DER LANDESHAUPTMANN VON SALZBURG hat — es ist noch gar nicht so lange her — lebhafte Zustimmung gefunden, als er rasche und energische Maßnahmen gegen den Mißbrauch von Dienstautos in seinem Land ankündigte. Der damals eingeschlagene Weg äußerster Sparsamkeit mit Steuergeldern wurde inzwischen konsequent weiter verfolgt. Bevor der Salzburger Landtag auf Ferien ging, faßte er einen herzhaften Entschluß: alle Mitglieder der Landesregierung und des Landtags verzichten auf fünf Prozent ihrer Nettobezüge zugunsten des Landes. Das allein wäre schon eine Tat, würdig des Beispiels, das die Regierung Churchill bei ihrem Amtsantritt gab — Sparsamkeit predigen, aber bei der eigenen Tasche mit dem Sparen beginnen. Doch Salzburg ist damit noch nicht zufrieden, es kündigt weitere Einsparungsmaßnahmen für 1952 an. Das ist ein Ehrgeiz, der gefällt!

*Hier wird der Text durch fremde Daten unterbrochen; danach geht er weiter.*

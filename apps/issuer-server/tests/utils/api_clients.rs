use std::sync::OnceLock;

use serde::de::DeserializeOwned;
use serde_json::Value;

use self::oid4vci::Oid4vciApi;
use self::other::OtherApi;

pub mod oid4vci;
pub mod other;

pub fn http_client() -> &'static reqwest::Client {
    static CLIENT: OnceLock<reqwest::Client> = OnceLock::new();
    CLIENT.get_or_init(|| reqwest::ClientBuilder::new().build().unwrap())
}

#[derive(Clone)]
pub struct HttpClient {
    base_url: String,
}

impl HttpClient {
    pub async fn get(&self, url: &str) -> Response {
        let url = format!("{}{url}", self.base_url);

        let resp = http_client().get(url).send().await.unwrap();

        Response { resp }
    }

    pub async fn post_form(&self, url: &str, form: &[(&str, &str)]) -> Response {
        let url = format!("{}{url}", self.base_url);

        let resp = http_client().post(url).form(form).send().await.unwrap();

        Response { resp }
    }

    /// Posts a raw body as `application/json` with an optional `Authorization` header
    pub async fn post_json(&self, url: &str, body: String, authorization: Option<&str>) -> Response {
        let url = format!("{}{url}", self.base_url);

        let mut request = http_client()
            .post(url)
            .header(reqwest::header::CONTENT_TYPE, "application/json")
            .body(body);
        if let Some(authorization) = authorization {
            request = request.header(reqwest::header::AUTHORIZATION, authorization);
        }

        Response {
            resp: request.send().await.unwrap(),
        }
    }
}

pub struct Response {
    resp: reqwest::Response,
}

impl Response {
    pub fn status(&self) -> u16 {
        self.resp.status().into()
    }

    pub fn content_type(&self) -> Option<String> {
        self.resp
            .headers()
            .get(reqwest::header::CONTENT_TYPE)
            .and_then(|value| value.to_str().ok())
            .map(ToOwned::to_owned)
    }

    pub async fn text(self) -> String {
        self.resp.text().await.unwrap()
    }

    pub async fn json<T: DeserializeOwned>(self) -> T {
        let full = self.resp.bytes().await.unwrap();
        serde_json::from_slice(&full).unwrap()
    }

    pub async fn json_value(self) -> Value {
        self.json().await
    }
}

pub struct Client {
    pub oid4vci: Oid4vciApi,
    pub other: OtherApi,
}

impl Client {
    pub fn new(base_url: String) -> Self {
        let client = HttpClient { base_url };

        Self {
            oid4vci: Oid4vciApi::new(client.clone()),
            other: OtherApi::new(client),
        }
    }
}
use ct_codecs::{Base64UrlSafeNoPadding, Encoder};
use sha2::{Digest, Sha256};

use crate::{Hasher, HasherError};

pub struct SHA256;

impl Hasher for SHA256 {
    fn hash_base64(&self, input: &[u8]) -> Result<String, HasherError> {
        let result = self.hash(input)?;
        Base64UrlSafeNoPadding::encode_to_string(result).map_err(|_| HasherError::CouldNotHash)
    }

    fn hash(&self, input: &[u8]) -> Result<Vec<u8>, HasherError> {
        let mut hasher = Sha256::new();
        hasher.update(input);
        Ok(hasher.finalize().to_vec())
    }
}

EIN NEUES STURMSIGNAL AUS ITALIEN erreicht uns. Es gilt diesmal nicht einer Naturkatastrophe. Eine andere Flut droht: der Kommunismus hat zwar bei den Wahlen des Jahres 1948 auf der Apenninenhalbinsel eine Niederlage erlitten, jedoch nicht das Rennen aufgegeben. Er ist mit dem Näherrücken der nächsten Parlamentswahlen eine Gefahr, über die man sich oft Täuschungen hinzugeben beliebt. In Italien, in Europa, in der Welt. Um so mehr Gewicht haben die nüchternen Tatsachen, di« der ange sehenen katholischen Schweizer Monatsschrift „Orientierung“ von zuverlässigen italienischen Gewährsleuten berichtet wurden:

„In Italien war der Kommunismus bisher eine Magenfrage. Weder die 1,3 Milliarden USA-Dollar-Hilfe noch die Ansätze zu einer fortschrittlichen Sozialpolitik konnten verhindern, daß — wie unsere Gewährsmänner sich ausdrücken — der Kommunismus allmählich vom Magen in das Gehirn der italienischen Bürger dislozierte und von dort nicht mehr s» leicht zu vertreiben sein wird. Die KP geht auf Samtpfoten durch die Gäßchen der traditions- und kirchenverbundenen Dörfer und Flecken; in den Industriestädten und Häfen aber arbeitet sie mittels Sabotage und Gewalt. Die KP legt geheime Waffenlager von unvorstellbaren Ausmaßen an: bis Februar 1951 wurden nicht weniger als 14.000 t schwere und leichte Waffen und Munition gefunden, das heißt genügend Waffen und Munition für mehrere Divisionen. Man schätzt die Zahl der partei-militärisch erfaßten kommunistischen Mitglieder auf 100.000. Nach parteieigenen Angaben hat die KP in 6647 Fabriken kommunistische Betriebszellen organisiert. Die Kader werden an drei Parteihochschulen (Fratocchio bei Rom, Bologna und Como), in Korrespondenz- und Abendkursen ausgebildet. Die Abendkurse allein zählen zirka 20.000 Schüler. Für das Frühjahr 1952 sind heute schon Bauernaufstände und Arbeiterunruhen geplant. … Die Industrie scheint dieser Entwicklung entweder blind oder ratlos, jedenfalls tatenlos, gegenüberzustehen. Wäre es sonst möglich, daß die finanziellen Mittel für eine zweckmäßige Aufklärung der Bevölkerung und eine koordinierte Abwehr des kommunistischen Angriffs nicht aufzutreiben wären? De- gasperis Parteifreunde scheinen weder seinen Weitblick noch seine Klugheit und seinen entschlossenen Mut zu teilen. Aber auch wenn dem nicht so wäre, so liegt das Schicksal Italiens heute nicht mehr in der Hand seiner Regierung allein. Es brauchte dazu: ganz bedeutende neue Auslandskredite und Wirtschaftshilfe für Arbeitsbeschaffung; neue Auswanderungsmöglichkeiten in bisher nicht gekannten Proportionen; die Revision des Friedensvertrages und der aus der Hypothek des Krieges erwachsenen Verpflichtungen; Italiens Integration in eine neue europäische Koalition wirtschaftlicher und militärischer Natur, um ihm Sicherheit und Stabilität zu geben.“

Dieser Warnungsruf verdient Beachtung. Denn der düster-pessimistische Ausspruch eines der Beobachter: „Wenn kein Wunder geschieht, wird die KP bei den nächsten Wahlen — 1953 — auf völlig legalem Wege die Macht übernehmen“, darf nicht Wirklichkeit werden.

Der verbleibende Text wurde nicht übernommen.